Trash to Goldmine: High Returns Investments in Crime Fiction Collectibles

 JP!

The auction, currently live on ebay, of an August 1939 issue of Jean-Pierre,  a relatively obscure and long disappeared French Magazine, which featured comics and detective stories aimed at young readers, looks certain to fetch a substantial price. With still five days to go, the auction price for the magazine has  already surpassed more than one thousand times its nominal price (1 Franc from 1939 is worth 0,44514 Euros, according to the tables of the French Statistics Office, l’INSEE).

http://www.ebay.fr/itm/Journal-Jean-Pierre-Nr-78-Dard-San-Antonio-Tres-rare-/262094997486?hash=item3d061447ee.

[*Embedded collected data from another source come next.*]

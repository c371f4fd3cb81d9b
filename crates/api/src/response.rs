//! Shared response envelope types for API handlers.
//!
//! All API responses use a `{ "data": ... }` envelope. Use [`DataResponse`]
//! instead of ad-hoc `serde_json::json!({ "data": ... })`.

use propgo_core::search::Pagination;
use serde::Serialize;

/// Standard `{ "data": T }` response envelope.
///
/// ```ignore
/// Ok(Json(DataResponse { data: items }))
/// ```
#[derive(Debug, Serialize)]
pub struct DataResponse<T: Serialize> {
    pub data: T,
}

/// `{ "data": [...], "pagination": {...} }` for paged list endpoints.
#[derive(Debug, Serialize)]
pub struct PagedResponse<T: Serialize> {
    pub data: Vec<T>,
    pub pagination: Pagination,
}
pub mod auth;
pub mod geo;
pub mod listing;
pub mod user;
pub mod validation;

The reason for this valuation is the presence in the Magazine of an early short story by cult author Frédéric Dard, then in his teens. Entitled “Le monocle révélateur” (the revealing eye-glass), this short story shows the influence of classic detective fiction, from Maurice Leblanc to Agatha Christie, on a writer who was to become one of the foremost representatives of the hardboiled novel in post-war France.

As with the valuation of works of art, the appreciation in hard currency of an author’s signature  is a numinous matter akin to alchemy, magic or religion;  illusion and belief play an important part in such transmutation, as well as ideologies.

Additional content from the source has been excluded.